# Work request:
Take the data below and copy exactly the lines starting at the one with "codes and message templates." and finishing at the one with "pub const UNDEFINED_VARIABLE: u32 = 1001;", both included.

[Stored data entries]
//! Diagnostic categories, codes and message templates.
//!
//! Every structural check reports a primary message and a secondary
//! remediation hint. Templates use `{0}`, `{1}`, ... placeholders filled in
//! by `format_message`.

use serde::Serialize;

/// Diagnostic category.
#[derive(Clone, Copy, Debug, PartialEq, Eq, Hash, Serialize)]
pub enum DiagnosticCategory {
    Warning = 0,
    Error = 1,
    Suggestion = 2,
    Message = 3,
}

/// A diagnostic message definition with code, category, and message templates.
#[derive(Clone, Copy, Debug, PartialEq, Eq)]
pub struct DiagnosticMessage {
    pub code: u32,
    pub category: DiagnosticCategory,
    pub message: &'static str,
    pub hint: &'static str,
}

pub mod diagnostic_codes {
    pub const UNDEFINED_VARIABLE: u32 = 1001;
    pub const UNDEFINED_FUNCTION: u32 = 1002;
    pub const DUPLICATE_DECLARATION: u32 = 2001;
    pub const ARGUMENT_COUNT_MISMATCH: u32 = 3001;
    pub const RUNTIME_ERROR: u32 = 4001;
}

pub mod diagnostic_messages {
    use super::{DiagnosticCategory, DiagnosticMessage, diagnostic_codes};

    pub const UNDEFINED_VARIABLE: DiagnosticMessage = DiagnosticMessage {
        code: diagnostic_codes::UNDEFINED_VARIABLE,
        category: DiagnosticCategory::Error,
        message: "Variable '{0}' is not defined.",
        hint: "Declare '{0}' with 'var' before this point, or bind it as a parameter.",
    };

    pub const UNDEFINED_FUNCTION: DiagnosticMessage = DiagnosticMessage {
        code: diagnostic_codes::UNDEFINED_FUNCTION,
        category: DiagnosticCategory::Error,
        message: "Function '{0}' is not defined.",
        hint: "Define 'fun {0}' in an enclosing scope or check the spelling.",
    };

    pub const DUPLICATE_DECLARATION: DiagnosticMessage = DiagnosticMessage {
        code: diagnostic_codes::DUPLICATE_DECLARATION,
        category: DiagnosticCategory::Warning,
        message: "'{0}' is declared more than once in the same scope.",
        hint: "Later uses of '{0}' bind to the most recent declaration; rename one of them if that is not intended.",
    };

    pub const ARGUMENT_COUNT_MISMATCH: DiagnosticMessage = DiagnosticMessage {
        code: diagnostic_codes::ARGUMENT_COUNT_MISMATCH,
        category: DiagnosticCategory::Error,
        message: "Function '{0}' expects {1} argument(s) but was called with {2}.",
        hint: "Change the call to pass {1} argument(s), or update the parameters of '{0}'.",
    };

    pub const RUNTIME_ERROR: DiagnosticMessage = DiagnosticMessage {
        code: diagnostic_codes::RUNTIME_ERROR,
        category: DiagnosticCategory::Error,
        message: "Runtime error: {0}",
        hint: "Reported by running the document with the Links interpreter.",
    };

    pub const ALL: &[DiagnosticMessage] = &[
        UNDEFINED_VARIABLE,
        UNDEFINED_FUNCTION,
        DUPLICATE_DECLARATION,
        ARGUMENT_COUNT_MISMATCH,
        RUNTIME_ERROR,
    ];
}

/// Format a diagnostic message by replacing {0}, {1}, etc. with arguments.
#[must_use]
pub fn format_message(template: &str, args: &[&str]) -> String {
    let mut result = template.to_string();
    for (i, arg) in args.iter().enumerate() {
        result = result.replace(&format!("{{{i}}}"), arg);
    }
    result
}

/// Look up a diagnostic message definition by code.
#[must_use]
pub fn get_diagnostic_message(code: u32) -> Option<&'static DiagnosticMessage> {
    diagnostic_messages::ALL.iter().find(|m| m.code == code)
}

==

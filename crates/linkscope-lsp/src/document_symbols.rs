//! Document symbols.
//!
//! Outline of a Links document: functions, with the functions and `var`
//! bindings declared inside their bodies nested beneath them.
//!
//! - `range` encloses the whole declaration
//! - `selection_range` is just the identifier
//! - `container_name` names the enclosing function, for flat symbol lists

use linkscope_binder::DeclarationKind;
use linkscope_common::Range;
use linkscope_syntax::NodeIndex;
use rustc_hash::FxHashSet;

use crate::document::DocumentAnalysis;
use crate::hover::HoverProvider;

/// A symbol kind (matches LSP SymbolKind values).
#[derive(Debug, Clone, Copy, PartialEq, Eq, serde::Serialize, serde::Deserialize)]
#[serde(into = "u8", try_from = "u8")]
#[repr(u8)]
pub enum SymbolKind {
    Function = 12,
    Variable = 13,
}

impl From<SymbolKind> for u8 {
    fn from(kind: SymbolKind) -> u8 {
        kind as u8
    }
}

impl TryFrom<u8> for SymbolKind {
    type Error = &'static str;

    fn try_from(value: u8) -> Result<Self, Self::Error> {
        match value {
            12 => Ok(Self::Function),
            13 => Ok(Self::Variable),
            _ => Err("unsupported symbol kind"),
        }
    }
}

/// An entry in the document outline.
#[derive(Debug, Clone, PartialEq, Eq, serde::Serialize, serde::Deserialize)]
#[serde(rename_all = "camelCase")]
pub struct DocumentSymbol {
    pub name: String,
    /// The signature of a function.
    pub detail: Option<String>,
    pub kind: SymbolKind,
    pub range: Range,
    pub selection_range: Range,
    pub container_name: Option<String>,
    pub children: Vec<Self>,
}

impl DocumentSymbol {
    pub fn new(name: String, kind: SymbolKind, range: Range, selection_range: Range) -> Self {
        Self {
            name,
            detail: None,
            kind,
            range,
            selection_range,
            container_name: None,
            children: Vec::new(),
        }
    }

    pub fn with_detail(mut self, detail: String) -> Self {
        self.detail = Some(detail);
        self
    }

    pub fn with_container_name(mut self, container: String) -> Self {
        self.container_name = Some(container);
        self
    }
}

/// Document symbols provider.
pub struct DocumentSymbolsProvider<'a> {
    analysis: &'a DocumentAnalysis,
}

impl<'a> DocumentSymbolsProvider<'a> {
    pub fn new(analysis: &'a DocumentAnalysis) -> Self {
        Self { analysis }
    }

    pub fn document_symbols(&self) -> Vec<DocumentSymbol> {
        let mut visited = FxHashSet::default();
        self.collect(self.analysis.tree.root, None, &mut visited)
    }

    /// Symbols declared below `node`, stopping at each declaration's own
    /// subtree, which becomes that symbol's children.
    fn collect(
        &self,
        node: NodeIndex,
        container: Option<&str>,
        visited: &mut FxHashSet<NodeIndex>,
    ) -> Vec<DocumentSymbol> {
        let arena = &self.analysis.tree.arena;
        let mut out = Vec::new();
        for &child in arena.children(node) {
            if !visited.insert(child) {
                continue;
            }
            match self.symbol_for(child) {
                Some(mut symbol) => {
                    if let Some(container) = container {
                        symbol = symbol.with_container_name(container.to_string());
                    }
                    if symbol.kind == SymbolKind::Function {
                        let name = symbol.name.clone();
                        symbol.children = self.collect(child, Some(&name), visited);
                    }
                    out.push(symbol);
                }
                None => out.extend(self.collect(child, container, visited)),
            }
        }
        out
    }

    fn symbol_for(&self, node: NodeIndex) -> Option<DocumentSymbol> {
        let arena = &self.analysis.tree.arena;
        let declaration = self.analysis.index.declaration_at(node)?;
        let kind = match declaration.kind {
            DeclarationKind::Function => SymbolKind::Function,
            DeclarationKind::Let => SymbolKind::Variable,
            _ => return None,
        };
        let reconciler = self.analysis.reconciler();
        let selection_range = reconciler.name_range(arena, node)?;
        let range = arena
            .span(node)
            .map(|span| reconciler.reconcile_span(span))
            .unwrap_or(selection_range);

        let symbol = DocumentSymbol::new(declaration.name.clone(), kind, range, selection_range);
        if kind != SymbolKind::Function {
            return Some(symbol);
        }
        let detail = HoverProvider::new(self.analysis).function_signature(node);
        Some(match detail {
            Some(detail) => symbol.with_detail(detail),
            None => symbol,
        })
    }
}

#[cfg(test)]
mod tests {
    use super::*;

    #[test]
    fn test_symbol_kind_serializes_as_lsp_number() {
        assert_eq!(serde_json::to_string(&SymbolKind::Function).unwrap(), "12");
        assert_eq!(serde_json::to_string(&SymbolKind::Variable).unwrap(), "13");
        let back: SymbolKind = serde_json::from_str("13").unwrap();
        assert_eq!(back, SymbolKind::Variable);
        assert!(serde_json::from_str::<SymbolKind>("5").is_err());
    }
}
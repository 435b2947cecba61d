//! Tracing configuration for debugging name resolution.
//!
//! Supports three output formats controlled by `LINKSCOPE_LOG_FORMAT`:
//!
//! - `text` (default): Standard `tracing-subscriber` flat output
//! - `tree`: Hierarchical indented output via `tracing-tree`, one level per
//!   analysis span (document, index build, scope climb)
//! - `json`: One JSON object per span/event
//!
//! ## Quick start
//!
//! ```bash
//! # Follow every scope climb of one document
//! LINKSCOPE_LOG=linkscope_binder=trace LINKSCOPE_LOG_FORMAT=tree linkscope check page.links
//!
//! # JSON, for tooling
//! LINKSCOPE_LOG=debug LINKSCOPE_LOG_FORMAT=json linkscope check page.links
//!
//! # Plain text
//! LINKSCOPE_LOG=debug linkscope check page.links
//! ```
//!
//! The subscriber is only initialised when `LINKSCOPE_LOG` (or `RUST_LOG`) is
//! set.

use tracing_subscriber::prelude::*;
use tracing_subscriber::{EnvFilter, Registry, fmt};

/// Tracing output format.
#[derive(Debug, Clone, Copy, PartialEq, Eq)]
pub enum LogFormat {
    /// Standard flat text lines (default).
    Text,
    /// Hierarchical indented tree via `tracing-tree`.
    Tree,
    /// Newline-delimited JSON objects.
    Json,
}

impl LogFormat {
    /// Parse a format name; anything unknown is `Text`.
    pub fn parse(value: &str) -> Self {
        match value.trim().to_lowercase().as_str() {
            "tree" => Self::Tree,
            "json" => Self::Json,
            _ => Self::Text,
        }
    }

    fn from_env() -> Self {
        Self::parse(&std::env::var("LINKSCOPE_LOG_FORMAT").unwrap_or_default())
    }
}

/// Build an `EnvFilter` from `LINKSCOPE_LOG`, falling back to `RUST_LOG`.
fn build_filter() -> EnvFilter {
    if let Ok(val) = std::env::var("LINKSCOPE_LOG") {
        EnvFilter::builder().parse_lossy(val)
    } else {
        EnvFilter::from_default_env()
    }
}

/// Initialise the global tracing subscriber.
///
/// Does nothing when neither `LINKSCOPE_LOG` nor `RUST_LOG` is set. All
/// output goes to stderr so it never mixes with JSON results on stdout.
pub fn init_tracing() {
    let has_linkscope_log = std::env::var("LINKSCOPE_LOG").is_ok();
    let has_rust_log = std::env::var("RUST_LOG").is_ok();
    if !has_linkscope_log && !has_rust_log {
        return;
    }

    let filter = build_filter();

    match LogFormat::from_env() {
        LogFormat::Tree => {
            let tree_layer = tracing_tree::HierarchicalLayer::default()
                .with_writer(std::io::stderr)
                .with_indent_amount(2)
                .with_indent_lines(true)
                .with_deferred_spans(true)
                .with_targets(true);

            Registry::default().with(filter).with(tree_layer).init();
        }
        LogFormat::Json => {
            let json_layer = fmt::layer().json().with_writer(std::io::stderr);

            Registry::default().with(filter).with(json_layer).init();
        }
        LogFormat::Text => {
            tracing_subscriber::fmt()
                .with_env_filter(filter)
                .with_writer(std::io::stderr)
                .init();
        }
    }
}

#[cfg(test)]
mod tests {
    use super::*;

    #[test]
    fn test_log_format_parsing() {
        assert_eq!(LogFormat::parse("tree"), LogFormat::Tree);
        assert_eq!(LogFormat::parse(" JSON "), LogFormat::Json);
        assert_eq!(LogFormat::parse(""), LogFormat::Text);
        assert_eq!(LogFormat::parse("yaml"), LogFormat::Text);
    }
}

==

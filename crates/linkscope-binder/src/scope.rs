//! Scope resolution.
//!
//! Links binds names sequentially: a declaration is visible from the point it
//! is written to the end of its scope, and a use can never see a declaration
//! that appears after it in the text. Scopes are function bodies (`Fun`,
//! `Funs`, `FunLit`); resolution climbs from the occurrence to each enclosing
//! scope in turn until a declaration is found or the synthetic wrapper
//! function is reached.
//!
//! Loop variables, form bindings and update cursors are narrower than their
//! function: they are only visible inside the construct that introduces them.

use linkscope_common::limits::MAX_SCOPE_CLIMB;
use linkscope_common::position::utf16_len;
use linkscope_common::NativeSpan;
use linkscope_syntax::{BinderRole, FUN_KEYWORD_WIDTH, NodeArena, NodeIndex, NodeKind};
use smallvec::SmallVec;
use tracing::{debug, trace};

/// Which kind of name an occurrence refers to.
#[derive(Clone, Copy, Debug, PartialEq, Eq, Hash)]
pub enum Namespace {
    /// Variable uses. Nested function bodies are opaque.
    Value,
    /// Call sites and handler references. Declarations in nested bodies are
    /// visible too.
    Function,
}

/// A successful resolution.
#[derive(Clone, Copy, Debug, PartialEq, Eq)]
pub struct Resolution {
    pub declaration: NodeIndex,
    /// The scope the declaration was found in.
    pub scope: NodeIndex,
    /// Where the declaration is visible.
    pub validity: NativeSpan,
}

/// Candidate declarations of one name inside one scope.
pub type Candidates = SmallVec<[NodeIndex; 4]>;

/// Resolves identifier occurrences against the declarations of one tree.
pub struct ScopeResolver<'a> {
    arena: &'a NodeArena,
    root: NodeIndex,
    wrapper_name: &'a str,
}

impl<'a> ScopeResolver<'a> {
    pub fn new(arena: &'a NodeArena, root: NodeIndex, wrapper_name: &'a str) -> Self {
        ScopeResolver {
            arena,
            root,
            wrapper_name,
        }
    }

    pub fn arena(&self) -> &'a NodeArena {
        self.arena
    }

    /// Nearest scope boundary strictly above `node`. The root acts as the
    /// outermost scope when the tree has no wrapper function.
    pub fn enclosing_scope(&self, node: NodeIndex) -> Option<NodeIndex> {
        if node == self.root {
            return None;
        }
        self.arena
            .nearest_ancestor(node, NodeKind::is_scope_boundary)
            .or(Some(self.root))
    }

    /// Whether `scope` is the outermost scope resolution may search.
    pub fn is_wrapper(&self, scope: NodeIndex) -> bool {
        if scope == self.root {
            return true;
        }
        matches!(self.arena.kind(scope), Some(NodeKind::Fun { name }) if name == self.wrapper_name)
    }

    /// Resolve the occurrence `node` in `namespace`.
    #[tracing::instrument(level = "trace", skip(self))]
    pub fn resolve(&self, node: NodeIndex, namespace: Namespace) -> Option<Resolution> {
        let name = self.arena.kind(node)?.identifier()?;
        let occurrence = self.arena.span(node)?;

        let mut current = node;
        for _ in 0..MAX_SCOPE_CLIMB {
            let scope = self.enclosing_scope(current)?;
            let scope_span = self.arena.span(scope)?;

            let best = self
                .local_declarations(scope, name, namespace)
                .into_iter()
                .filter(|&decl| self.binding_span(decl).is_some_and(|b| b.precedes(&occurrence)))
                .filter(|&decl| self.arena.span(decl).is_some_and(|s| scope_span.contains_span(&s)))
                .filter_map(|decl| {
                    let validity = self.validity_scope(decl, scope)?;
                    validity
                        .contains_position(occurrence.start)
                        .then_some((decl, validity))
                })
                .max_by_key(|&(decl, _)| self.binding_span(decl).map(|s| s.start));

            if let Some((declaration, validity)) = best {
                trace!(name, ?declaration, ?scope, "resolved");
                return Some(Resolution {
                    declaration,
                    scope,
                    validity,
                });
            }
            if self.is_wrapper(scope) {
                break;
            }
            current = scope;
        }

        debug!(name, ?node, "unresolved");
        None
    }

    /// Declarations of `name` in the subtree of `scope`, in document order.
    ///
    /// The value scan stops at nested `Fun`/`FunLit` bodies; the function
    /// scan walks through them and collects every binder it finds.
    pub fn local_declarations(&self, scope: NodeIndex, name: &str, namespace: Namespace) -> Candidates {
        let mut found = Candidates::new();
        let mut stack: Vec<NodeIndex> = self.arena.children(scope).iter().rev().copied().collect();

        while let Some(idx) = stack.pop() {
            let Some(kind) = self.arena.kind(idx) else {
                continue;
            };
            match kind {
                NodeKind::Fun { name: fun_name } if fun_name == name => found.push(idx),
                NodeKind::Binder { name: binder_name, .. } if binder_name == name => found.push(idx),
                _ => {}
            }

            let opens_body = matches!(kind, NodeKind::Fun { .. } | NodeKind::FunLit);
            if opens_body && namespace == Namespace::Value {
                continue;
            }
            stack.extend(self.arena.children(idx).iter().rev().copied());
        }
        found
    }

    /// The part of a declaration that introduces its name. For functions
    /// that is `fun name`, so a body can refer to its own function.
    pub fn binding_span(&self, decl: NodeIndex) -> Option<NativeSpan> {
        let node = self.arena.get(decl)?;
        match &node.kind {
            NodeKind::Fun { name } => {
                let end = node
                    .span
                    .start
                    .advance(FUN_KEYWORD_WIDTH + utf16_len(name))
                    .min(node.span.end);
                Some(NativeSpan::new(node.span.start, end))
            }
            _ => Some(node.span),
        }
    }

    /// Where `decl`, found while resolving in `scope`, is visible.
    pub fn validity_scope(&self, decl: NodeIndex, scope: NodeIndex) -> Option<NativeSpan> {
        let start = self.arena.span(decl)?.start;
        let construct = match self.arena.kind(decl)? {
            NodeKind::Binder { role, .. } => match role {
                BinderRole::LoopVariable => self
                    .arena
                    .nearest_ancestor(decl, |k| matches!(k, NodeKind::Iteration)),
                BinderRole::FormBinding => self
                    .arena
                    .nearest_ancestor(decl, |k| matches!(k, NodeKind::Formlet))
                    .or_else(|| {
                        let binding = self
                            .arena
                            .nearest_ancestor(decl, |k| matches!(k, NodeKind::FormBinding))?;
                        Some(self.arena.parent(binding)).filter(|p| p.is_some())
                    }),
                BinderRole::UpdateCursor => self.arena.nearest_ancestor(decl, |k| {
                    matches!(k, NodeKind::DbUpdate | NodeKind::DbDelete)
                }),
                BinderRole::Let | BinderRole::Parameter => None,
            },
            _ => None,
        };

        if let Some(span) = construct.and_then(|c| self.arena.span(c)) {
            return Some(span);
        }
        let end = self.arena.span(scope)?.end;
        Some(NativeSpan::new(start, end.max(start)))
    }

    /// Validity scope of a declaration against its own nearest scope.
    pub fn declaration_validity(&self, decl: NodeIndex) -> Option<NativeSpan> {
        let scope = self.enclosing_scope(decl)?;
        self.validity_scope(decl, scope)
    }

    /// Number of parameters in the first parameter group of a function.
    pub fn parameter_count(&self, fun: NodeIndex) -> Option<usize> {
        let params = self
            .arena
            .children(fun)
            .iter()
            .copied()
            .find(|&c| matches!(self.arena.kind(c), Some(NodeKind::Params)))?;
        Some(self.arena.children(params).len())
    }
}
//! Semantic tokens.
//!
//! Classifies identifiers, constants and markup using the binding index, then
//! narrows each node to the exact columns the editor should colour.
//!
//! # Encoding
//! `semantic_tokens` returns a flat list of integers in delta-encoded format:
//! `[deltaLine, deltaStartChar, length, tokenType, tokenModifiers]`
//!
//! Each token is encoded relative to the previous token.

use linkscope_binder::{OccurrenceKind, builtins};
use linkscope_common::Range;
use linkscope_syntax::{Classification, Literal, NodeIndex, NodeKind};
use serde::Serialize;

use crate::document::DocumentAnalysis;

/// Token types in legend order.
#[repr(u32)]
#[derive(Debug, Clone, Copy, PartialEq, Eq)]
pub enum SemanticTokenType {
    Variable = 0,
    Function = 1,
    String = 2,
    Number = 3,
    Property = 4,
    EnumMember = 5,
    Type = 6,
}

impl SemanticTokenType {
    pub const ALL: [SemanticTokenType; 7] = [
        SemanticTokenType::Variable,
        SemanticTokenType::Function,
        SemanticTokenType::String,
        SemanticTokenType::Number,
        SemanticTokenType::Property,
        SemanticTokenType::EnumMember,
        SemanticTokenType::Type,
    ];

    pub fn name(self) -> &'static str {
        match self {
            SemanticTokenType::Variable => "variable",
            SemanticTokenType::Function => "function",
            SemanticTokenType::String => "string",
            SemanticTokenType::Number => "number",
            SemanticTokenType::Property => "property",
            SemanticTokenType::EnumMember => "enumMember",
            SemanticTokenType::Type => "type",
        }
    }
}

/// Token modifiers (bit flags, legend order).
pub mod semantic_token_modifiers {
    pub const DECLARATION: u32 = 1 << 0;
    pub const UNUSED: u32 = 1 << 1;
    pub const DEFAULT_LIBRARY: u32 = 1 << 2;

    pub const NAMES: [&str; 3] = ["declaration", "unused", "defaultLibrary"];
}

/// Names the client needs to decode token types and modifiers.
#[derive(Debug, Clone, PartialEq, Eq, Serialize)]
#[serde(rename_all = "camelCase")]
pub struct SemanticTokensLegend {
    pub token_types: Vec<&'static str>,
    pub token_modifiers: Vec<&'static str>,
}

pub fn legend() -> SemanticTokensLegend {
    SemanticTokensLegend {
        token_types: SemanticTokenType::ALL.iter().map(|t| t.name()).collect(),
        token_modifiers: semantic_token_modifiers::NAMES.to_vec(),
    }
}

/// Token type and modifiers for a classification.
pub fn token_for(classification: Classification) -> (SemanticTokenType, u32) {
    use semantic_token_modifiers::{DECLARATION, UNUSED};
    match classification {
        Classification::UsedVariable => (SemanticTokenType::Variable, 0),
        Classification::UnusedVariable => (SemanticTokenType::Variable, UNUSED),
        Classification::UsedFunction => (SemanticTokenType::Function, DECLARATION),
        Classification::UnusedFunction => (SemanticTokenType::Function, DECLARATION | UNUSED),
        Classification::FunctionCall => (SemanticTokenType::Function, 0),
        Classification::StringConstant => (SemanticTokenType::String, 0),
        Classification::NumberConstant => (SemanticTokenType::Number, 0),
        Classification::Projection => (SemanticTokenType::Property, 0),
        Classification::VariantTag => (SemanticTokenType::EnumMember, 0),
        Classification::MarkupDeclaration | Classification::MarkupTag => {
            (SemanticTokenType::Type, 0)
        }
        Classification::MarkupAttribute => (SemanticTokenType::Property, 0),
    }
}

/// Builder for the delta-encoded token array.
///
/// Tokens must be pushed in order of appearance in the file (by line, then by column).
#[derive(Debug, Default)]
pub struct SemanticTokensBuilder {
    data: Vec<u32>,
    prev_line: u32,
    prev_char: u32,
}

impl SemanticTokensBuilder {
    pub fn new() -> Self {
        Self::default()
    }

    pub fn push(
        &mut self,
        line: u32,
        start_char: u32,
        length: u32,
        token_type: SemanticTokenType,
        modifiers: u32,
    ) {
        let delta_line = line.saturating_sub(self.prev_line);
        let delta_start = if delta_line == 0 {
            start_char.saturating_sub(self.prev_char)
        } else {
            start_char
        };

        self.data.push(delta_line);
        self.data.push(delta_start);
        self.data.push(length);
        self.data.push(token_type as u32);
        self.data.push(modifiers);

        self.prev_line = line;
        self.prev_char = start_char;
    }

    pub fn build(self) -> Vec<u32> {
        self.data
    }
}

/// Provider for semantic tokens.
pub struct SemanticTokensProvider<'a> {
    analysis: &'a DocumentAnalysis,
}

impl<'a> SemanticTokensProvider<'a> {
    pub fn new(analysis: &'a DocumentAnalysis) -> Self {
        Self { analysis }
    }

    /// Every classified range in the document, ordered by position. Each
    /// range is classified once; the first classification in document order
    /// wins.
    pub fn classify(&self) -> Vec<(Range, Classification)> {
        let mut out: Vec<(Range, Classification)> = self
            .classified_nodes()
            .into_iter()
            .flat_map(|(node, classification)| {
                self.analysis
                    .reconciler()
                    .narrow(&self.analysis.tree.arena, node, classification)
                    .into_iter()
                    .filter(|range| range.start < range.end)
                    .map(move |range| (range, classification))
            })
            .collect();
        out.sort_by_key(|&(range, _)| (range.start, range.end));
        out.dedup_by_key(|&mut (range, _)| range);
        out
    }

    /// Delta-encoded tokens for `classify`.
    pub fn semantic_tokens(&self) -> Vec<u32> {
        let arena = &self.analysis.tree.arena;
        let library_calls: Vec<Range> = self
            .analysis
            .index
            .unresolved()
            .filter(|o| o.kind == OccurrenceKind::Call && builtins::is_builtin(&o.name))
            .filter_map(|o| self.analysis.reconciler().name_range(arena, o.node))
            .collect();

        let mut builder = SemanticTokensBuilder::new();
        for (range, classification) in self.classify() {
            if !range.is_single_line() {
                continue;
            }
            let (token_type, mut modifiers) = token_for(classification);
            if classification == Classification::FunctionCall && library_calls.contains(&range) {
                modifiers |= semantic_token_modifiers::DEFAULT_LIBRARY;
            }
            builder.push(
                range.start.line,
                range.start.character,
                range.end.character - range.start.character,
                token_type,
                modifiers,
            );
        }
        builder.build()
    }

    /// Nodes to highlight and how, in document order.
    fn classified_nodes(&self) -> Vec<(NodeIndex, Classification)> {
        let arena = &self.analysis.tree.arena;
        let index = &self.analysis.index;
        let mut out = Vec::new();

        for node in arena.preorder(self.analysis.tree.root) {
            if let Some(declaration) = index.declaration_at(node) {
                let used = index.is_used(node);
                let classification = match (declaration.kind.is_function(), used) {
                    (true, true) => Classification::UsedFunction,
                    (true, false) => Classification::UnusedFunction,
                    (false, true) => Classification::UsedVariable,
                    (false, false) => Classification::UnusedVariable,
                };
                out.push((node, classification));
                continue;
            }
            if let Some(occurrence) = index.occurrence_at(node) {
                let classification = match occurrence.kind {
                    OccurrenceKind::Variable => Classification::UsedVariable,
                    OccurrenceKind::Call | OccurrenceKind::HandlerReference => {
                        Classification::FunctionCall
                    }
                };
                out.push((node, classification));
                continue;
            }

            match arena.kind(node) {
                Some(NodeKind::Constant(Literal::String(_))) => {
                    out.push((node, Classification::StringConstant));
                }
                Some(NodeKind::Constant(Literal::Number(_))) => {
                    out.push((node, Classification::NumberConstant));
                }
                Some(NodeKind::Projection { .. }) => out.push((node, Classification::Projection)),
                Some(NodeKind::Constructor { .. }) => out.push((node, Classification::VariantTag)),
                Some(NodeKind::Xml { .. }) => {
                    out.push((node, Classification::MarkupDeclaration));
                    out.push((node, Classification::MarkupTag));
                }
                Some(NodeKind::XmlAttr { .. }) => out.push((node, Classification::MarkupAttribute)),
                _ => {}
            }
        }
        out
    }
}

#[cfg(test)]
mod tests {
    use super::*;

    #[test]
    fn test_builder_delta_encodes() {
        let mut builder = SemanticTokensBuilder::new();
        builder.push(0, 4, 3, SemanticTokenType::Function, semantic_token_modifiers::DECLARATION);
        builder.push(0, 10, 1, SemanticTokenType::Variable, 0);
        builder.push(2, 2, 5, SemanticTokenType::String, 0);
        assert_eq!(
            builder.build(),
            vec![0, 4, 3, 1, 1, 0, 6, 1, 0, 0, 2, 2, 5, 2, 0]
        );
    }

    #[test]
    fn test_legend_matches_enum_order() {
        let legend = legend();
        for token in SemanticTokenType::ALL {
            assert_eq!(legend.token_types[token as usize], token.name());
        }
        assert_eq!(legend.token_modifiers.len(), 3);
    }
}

# Your response:
//! Diagnostic categories, codes and message templates.
//!
//! Every structural check reports a primary message and a secondary
//! remediation hint. Templates use `{0}`, `{1}`, ... placeholders filled in
//! by `format_message`.

use serde::Serialize;

/// Diagnostic category.
#[derive(Clone, Copy, Debug, PartialEq, Eq, Hash, Serialize)]
pub enum DiagnosticCategory {
    Warning = 0,
    Error = 1,
    Suggestion = 2,
    Message = 3,
}

/// A diagnostic message definition with code, category, and message templates.
#[derive(Clone, Copy, Debug, PartialEq, Eq)]
pub struct DiagnosticMessage {
    pub code: u32,
    pub category: DiagnosticCategory,
    pub message: &'static str,
    pub hint: &'static str,
}

pub mod diagnostic_codes {
    pub const UNDEFINED_VARIABLE: u32 = 1001;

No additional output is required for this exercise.